Girl Trouble:
Panic and Progress in the History of Young Women

Carol Dyhouse

Book Review

Girl Trouble is an outstanding history of the lives, status, and representation of young women in Britain from the 19th century until the present day. It is a book founded upon an extraordinary range of source material – from 0police files to autobiographty, documentary film to government report – and underpinned by an intimate an wide-ranging understanding of the past. In fact the book is a model of how to write history that matters for an audience that cares: it will undoubtedly be widely read and enjoyed. The book builds upon Carol Dyhouse’s extensive prior academic research into young women, education, and popular culture, but is clearly aimed at an audience beyond, as well as within, the academy.

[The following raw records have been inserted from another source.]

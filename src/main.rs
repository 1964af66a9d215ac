//! Command-line interface for the corpus joiner.
//!
//! `join` builds the training CSV; `strip` shows how a single annotation
//! line is parsed.

use anyhow::Result;
use clap::{Parser, Subcommand};
use corpus_joiner::config::{load_config, CorpusConfig};
use corpus_joiner::corpus::annotation::{parse_annotation_line, AnnotationLine};
use corpus_joiner::error::JoinError;
use corpus_joiner::join::{run_join, JoinOptions};
use corpus_joiner::perf;
use std::path::PathBuf;

/// Top-level CLI options.
#[derive(Parser)]
#[command(name = "corpus-joiner")]
#[command(about = "Join speech corpus transcripts, speaker metadata and audio into a CSV", long_about = None)]
struct Cli {
    /// Print performance summary at the end of the run.
    #[arg(long, short, global = true)]
    verbose: bool,
    /// Subcommand to execute.
    #[command(subcommand)]
    command: Commands,
}

/// CLI subcommands.
#[derive(Subcommand)]
enum Commands {
    /// Build the CSV from transcripts, speaker metadata and the audio tree.
    Join {
        /// Run configuration YAML.
        #[arg(long, conflicts_with = "dataset_root")]
        config: Option<PathBuf>,
        /// AISHELL-3 split directory (with content.txt and wav/).
        #[arg(long)]
        dataset_root: Option<PathBuf>,
        /// Transcript annotation file.
        #[arg(long)]
        annotation: Option<PathBuf>,
        /// Speaker metadata file.
        #[arg(long)]
        speaker_info: Option<PathBuf>,
        /// Root of the audio tree.
        #[arg(long)]
        audio_root: Option<PathBuf>,
        /// Output CSV path.
        #[arg(long)]
        output: Option<PathBuf>,
        /// Audio file extension, without the dot.
        #[arg(long)]
        extension: Option<String>,
        /// Keep directory traversal order instead of sorting by utterance id.
        #[arg(long)]
        keep_traversal_order: bool,
        /// Match and count, but do not write the CSV.
        #[arg(long)]
        dry_run: bool,
    },
    /// Parse one annotation line and print `filename<TAB>text`.
    Strip {
        /// Annotation line, e.g. "SSB00050001.wav\t广 guang3 州 zhou1".
        line: String,
    },
}

#[derive(Debug, Clone, Default)]
struct JoinArgs {
    config: Option<PathBuf>,
    dataset_root: Option<PathBuf>,
    annotation: Option<PathBuf>,
    speaker_info: Option<PathBuf>,
    audio_root: Option<PathBuf>,
    output: Option<PathBuf>,
    extension: Option<String>,
    keep_traversal_order: bool,
    dry_run: bool,
}

/// Entry point for the CLI.
fn main() -> Result<()> {
    let _ = env_logger::Builder::from_env(env_logger::Env::default().default_filter_or("info"))
        .format_timestamp_millis()
        .try_init();

    let cli = Cli::parse();

    match cli.command {
        Commands::Join {
            config,
            dataset_root,
            annotation,
            speaker_info,
            audio_root,
            output,
            extension,
            keep_traversal_order,
            dry_run,
        } => {
            let args = JoinArgs {
                config,
                dataset_root,
                annotation,
                speaker_info,
                audio_root,
                output,
                extension,
                keep_traversal_order,
                dry_run,
            };
            run_join_command(args)?;
        }
        Commands::Strip { line } => match parse_annotation_line(&line) {
            AnnotationLine::Entry { filename, text } => println!("{filename}\t{text}"),
            AnnotationLine::Blank => anyhow::bail!("Line is blank or a comment"),
            AnnotationLine::Malformed => anyhow::bail!("Could not split filename from text"),
        },
    }

    if cli.verbose {
        eprintln!("{}", perf::report());
    }

    Ok(())
}

fn run_join_command(args: JoinArgs) -> Result<()> {
    let dry_run = args.dry_run;
    let config = resolve_corpus_config(args)?;
    let summary = run_join(&config, JoinOptions { dry_run })?;
    println!("{summary}");
    Ok(())
}

/// Build the run configuration from a config file or dataset root, then
/// apply command-line overrides.
fn resolve_corpus_config(args: JoinArgs) -> Result<CorpusConfig> {
    let base = match (&args.config, &args.dataset_root) {
        (Some(path), _) => Some(load_config(path)?),
        (None, Some(root)) => Some(CorpusConfig::from_dataset_root(root)),
        (None, None) => None,
    };

    let mut config = match base {
        Some(config) => config,
        None => CorpusConfig::new(
            args.annotation
                .clone()
                .ok_or(JoinError::MissingSetting("--annotation"))?,
            args.speaker_info
                .clone()
                .ok_or(JoinError::MissingSetting("--speaker-info"))?,
            args.audio_root
                .clone()
                .ok_or(JoinError::MissingSetting("--audio-root"))?,
        ),
    };

    if let Some(path) = args.annotation {
        config.annotation_path = path;
    }
    if let Some(path) = args.speaker_info {
        config.speaker_info_path = path;
    }
    if let Some(path) = args.audio_root {
        config.audio_root = path;
    }
    if let Some(path) = args.output {
        config.output_path = path;
    }
    if let Some(extension) = args.extension {
        config.audio_extension = extension.trim_start_matches('.').to_string();
    }
    if args.keep_traversal_order {
        config.sort_rows = false;
    }
    Ok(config)
}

Carol Dyhouse’s writing is both compelling and economical:  incisive analysis is delivered in engaging prose throughout. Early on in the book, for example, she tells us that ‘In reality, girls travelling alone in the 1900s were much more likely to be accosted by social workers determined to protect young innocents than by pimps or predators’, delivering in one short sentence a sharp assessment of the early 20th-century ‘White Slavery’ panic (which saw the generation of public outrage through the publication of often prurient accounts of ‘respectable’ white women kidnapped and sold into sexual slavery). Elsewhere we are informed that ‘It wasn’t just columnists in the Daily Mail who were likely to hint at a connection between confectionary and immorality’ (p. 93). The lightness of touch here underlines the bizarre ways in which young women’s consumption choices have been – and often continue to be – read. The pace of the book is beautifully judged throughout. Major shifts are illuminated through just the right use of detailed example – historical depth is delivered with consummate ease. Crucially, the story of modern girlhood is delivered with consistent good humour and an eye for the telling story.

The book opens amidst the aforementioned White Slavery panic of the late 19th and early 20th century and ends amidst the ‘sexualisation’ panic of the 21st century. Along the way, we see the extensive efforts made by a range of interested parties to restrict young women’s opportunities and to crush their assertions of independence. In a discussion of educationalist opinion in the aftermath of the Second World War, for  example, Carol Dyhouse outlines the views of eminent writer Sir John Newsom: ‘Girls needed fewer books and should be taught more cookery so that they could cosset their future husbands. Men cared very little for erudition in women, Newsom pontificated, but they did enjoy a good dinner’ (p. 127). Decades earlier Robert Baden-Powell had reacted to the emergent ‘Flapper’ with horror: ‘Not until the next generation is born shall we know the full extent of the mischief that these restless young girls, craving to draw attention to themselves, are doing to the race’ (p. 78). At the end of the 20th century the ‘ladette’ emerged as the folk devil of choice amongst the popular press.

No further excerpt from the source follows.